Material provided →
// src/lib.rs

//! CFP Crawler Library

pub mod error;
pub mod models;
pub mod pipeline;
pub mod services;
pub mod storage;
pub mod utils;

What is required → Copy, with no alteration, the line that contains "pub mod error;" and each remaining line of the listing above.

Your response →
pub mod error;
pub mod models;
pub mod pipeline;
pub mod services;
pub mod storage;
pub mod utils;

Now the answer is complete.